Although the average 401(k) balance rose in the fourth quarter of last year, balances ended 2022 down 23% from a year earlier to $103,900, according to a new report by Fidelity Investments, the nation’s largest provider of 401(k) plans. The financial services firm handles more than 35 million retirement accounts in total.

The average individual retirement account balance also plunged 20% year over year to $104,000 in the fourth quarter of 2022.
“Given all the stresses in the world today, such as natural disasters and geo-political events, Americans continue to confront challenging times in our economy,” Kevin Barry, president of workplace investing at Fidelity, said in a statement Thursday.
Still, the majority of retirement savers continue to contribute, Fidelity found. The average 401(k) contribution rate, including employer and employee contributions, mostly held steady at 13.7%, just below Fidelity’s suggested savings rate of 15%.
And despite the ongoing inflationary pressure straining most households, only 16.7% of plan participants had a loan outstanding from their 401(k) at the end of the year, Fidelity said.

Federal law allows workers to borrow up to 50% of their account balance, or $50,000, whichever is less. However many financial experts similarly advise against tapping a 401(k) before exhausting all other alternatives since you’ll also be forfeiting the power of compound interest.
A separate analysis from Vanguard also found that average 401(k) balances fell 20% in 2022 to $112,572, and hardship withdrawals ticked up slightly.
At the same time, many households also ate into their emergency savings over the course of 2022, other research shows.
Across all ages and income levels, at least one-third of adults said they are likely to have less in savings now compared with a year ago, according to a recent report by Bankrate.
“It’s clear that the less-than-optimal economy, including historically high inflation coupled with rising interest rates, has taken a double-edged toll on Americans,” said Mark Hamrick, senior economic analyst at Bankrate.

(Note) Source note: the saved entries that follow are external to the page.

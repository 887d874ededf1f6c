//! Relationship descriptors.
//!
//! A [`RelationInfo`] records one relationship attribute plus the pieces of
//! both mappers needed to answer identity-key questions: which local columns
//! hold the related row's primary key, in primary key order. When the
//! declared pairs do not cover the whole related key, the descriptor falls
//! back to the parent table's declared foreign key constraints.

use std::collections::HashSet;

use serde::Serialize;

use sqlform_core::mapper::{EntityKey, ForeignKeyDef, MapperDef, RelationDef, RelationKind};

/// Descriptor for one relationship attribute.
#[derive(Debug, Clone, Serialize)]
pub struct RelationInfo {
    def: RelationDef,
    parent: EntityKey,
    parent_table: String,
    parent_foreign_keys: Vec<ForeignKeyDef>,
    related_table: String,
    related_pk: Vec<String>,
}

impl RelationInfo {
    /// Build a descriptor once both mappers are registered.
    #[must_use]
    pub fn from_def(def: RelationDef, parent: &MapperDef, related: &MapperDef) -> Self {
        let related_pk = related
            .table
            .primary_key_columns()
            .iter()
            .map(|c| c.name.clone())
            .collect();
        Self {
            def,
            parent: parent.entity.clone(),
            parent_table: parent.table.name.clone(),
            parent_foreign_keys: parent.table.foreign_keys.clone(),
            related_table: related.table.name.clone(),
            related_pk,
        }
    }

    /// Attribute name on the owning class.
    #[must_use]
    pub fn name(&self) -> &str {
        &self.def.name
    }

    /// Owning class token.
    #[must_use]
    pub fn parent(&self) -> &EntityKey {
        &self.parent
    }

    /// Target class token.
    #[must_use]
    pub fn target(&self) -> &EntityKey {
        &self.def.target
    }

    /// Kind and direction.
    #[must_use]
    pub const fn kind(&self) -> RelationKind {
        self.def.kind
    }

    /// Reverse attribute on the target, when declared.
    #[must_use]
    pub fn back_populates(&self) -> Option<&str> {
        self.def.back_populates.as_deref()
    }

    /// Declared `(local, remote)` column pairs.
    #[must_use]
    pub fn pairs(&self) -> &[(String, String)] {
        &self.def.pairs
    }

    /// Local (owning-side) columns of the declared pairs.
    #[must_use]
    pub fn local_columns(&self) -> Vec<&str> {
        self.def.local_columns()
    }

    /// Related primary key column names, in key order.
    #[must_use]
    pub fn related_primary_key(&self) -> &[String] {
        &self.related_pk
    }

    /// `(local column, related pk column)` pairs ordered by the related
    /// primary key, for identity-key reconstruction.
    ///
    /// The declared pairs are used when they cover the whole related key.
    /// Otherwise the parent's declared foreign key constraints are scanned
    /// for exactly one constraint that targets the related key and agrees
    /// with every declared pair; its positional mapping completes the
    /// pairing. Zero or several candidate constraints degrade silently to
    /// the incomplete declared pairing.
    #[must_use]
    pub fn pairs_for_identity_key(&self) -> Vec<(String, String)> {
        // Declared pairs that actually target the related primary key,
        // ordered by that key.
        let simple: Vec<(String, String)> = self
            .related_pk
            .iter()
            .filter_map(|pk| {
                self.def
                    .pairs
                    .iter()
                    .find(|(_, remote)| remote == pk)
                    .map(|(local, _)| (local.clone(), pk.clone()))
            })
            .collect();

        if simple.len() == self.related_pk.len() {
            return simple;
        }

        let pk_set: HashSet<&str> = self.related_pk.iter().map(String::as_str).collect();
        let candidates: Vec<&ForeignKeyDef> = self
            .parent_foreign_keys
            .iter()
            .filter(|fk| {
                fk.referred_table == self.related_table
                    && fk.referred_columns.len() == pk_set.len()
                    && fk
                        .referred_columns
                        .iter()
                        .map(String::as_str)
                        .collect::<HashSet<_>>()
                        == pk_set
                    && simple.iter().all(|(local, remote)| {
                        fk.columns
                            .iter()
                            .zip(&fk.referred_columns)
                            .any(|(c, r)| c == local && r == remote)
                    })
            })
            .collect();

        if candidates.len() == 1 {
            let fk = candidates[0];
            return self
                .related_pk
                .iter()
                .filter_map(|pk| {
                    fk.referred_columns
                        .iter()
                        .position(|r| r == pk)
                        .map(|i| (fk.columns[i].clone(), pk.clone()))
                })
                .collect();
        }

        tracing::debug!(
            model = %self.parent,
            relation = %self.def.name,
            candidates = candidates.len(),
            "Identity-key pairing incomplete; falling back to declared pairs"
        );
        simple
    }
}

#[cfg(test)]
mod tests {
    use super::*;
    use sqlform_core::mapper::{ColumnDef, TableDef};
    use sqlform_core::types::LogicalType;

    fn owner_mapper() -> MapperDef {
        MapperDef::new(
            "Owner",
            TableDef::new("owners")
                .column(ColumnDef::new("first_name", LogicalType::Text).primary_key())
                .column(ColumnDef::new("last_name", LogicalType::Text).primary_key()),
        )
    }

    fn vehicle_table() -> TableDef {
        TableDef::new("vehicles")
            .column(ColumnDef::new("id", LogicalType::Integer).primary_key())
            .column(ColumnDef::new("owner_first", LogicalType::Text))
            .column(ColumnDef::new("owner_last", LogicalType::Text))
    }

    #[test]
    fn test_complete_pairs_ordered_by_related_key() {
        let parent = MapperDef::new("Vehicle", vehicle_table());
        let related = owner_mapper();
        // Declared out of key order on purpose.
        let def = RelationDef::new("owner", "Owner")
            .pair("owner_last", "last_name")
            .pair("owner_first", "first_name");
        let info = RelationInfo::from_def(def, &parent, &related);
        assert_eq!(
            info.pairs_for_identity_key(),
            vec![
                ("owner_first".to_string(), "first_name".to_string()),
                ("owner_last".to_string(), "last_name".to_string()),
            ]
        );
    }

    #[test]
    fn test_single_constraint_completes_pairing() {
        let parent = MapperDef::new(
            "Vehicle",
            vehicle_table().foreign_key(
                ForeignKeyDef::new("owners")
                    .pair("owner_first", "first_name")
                    .pair("owner_last", "last_name"),
            ),
        );
        let related = owner_mapper();
        // Only one half of the composite key is declared on the relation.
        let def = RelationDef::new("owner", "Owner").pair("owner_first", "first_name");
        let info = RelationInfo::from_def(def, &parent, &related);
        assert_eq!(
            info.pairs_for_identity_key(),
            vec![
                ("owner_first".to_string(), "first_name".to_string()),
                ("owner_last".to_string(), "last_name".to_string()),
            ]
        );
    }

    #[test]
    fn test_ambiguous_constraints_fall_back() {
        let parent = MapperDef::new(
            "Vehicle",
            vehicle_table()
                .column(ColumnDef::new("seller_first", LogicalType::Text))
                .column(ColumnDef::new("seller_last", LogicalType::Text))
                .foreign_key(
                    ForeignKeyDef::new("owners")
                        .pair("owner_first", "first_name")
                        .pair("owner_last", "last_name"),
                )
                .foreign_key(
                    ForeignKeyDef::new("owners")
                        .pair("seller_first", "first_name")
                        .pair("seller_last", "last_name"),
                ),
        );
        let related = owner_mapper();
        // No declared pairs at all: both constraints are candidates.
        let def = RelationDef::new("owner", "Owner");
        let info = RelationInfo::from_def(def, &parent, &related);
        assert_eq!(info.pairs_for_identity_key(), Vec::new());
    }

    #[test]
    fn test_known_pair_filters_constraints() {
        let parent = MapperDef::new(
            "Vehicle",
            vehicle_table()
                .column(ColumnDef::new("seller_first", LogicalType::Text))
                .column(ColumnDef::new("seller_last", LogicalType::Text))
                .foreign_key(
                    ForeignKeyDef::new("owners")
                        .pair("owner_first", "first_name")
                        .pair("owner_last", "last_name"),
                )
                .foreign_key(
                    ForeignKeyDef::new("owners")
                        .pair("seller_first", "first_name")
                        .pair("seller_last", "last_name"),
                ),
        );
        let related = owner_mapper();
        // The declared pair disambiguates: only the owner_* constraint
        // agrees with it.
        let def = RelationDef::new("owner", "Owner").pair("owner_first", "first_name");
        let info = RelationInfo::from_def(def, &parent, &related);
        assert_eq!(
            info.pairs_for_identity_key(),
            vec![
                ("owner_first".to_string(), "first_name".to_string()),
                ("owner_last".to_string(), "last_name".to_string()),
            ]
        );
    }

    #[test]
    fn test_no_constraint_falls_back_to_partial() {
        let parent = MapperDef::new("Vehicle", vehicle_table());
        let related = owner_mapper();
        let def = RelationDef::new("owner", "Owner").pair("owner_first", "first_name");
        let info = RelationInfo::from_def(def, &parent, &related);
        assert_eq!(
            info.pairs_for_identity_key(),
            vec![("owner_first".to_string(), "first_name".to_string())]
        );
    }

    #[test]
    fn test_constraint_against_other_table_ignored() {
        let parent = MapperDef::new(
            "Vehicle",
            vehicle_table().foreign_key(
                ForeignKeyDef::new("dealers")
                    .pair("owner_first", "first_name")
                    .pair("owner_last", "last_name"),
            ),
        );
        let related = owner_mapper();
        let def = RelationDef::new("owner", "Owner").pair("owner_first", "first_name");
        let info = RelationInfo::from_def(def, &parent, &related);
        assert_eq!(info.pairs_for_identity_key().len(), 1);
    }
}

Many retirees expect to outlive their savings​

The growing savings shortfall has many older Americans worried about their retirement security. Nearly half, or 48%, of retired Americans believe they’ll outlive their savings, a separate report by Clever Real Estate found.
“Everyone is feeling pressure financially — there’s a lot of uncertainty out there in the markets and the economy,” said Mike Shamrell, Fidelity’s vice president of thought leadership.
However, “a lot of people understand there’s going to be ups and downs,” he added. “Don’t let short-term economic events derail your long-term retirement savings efforts.”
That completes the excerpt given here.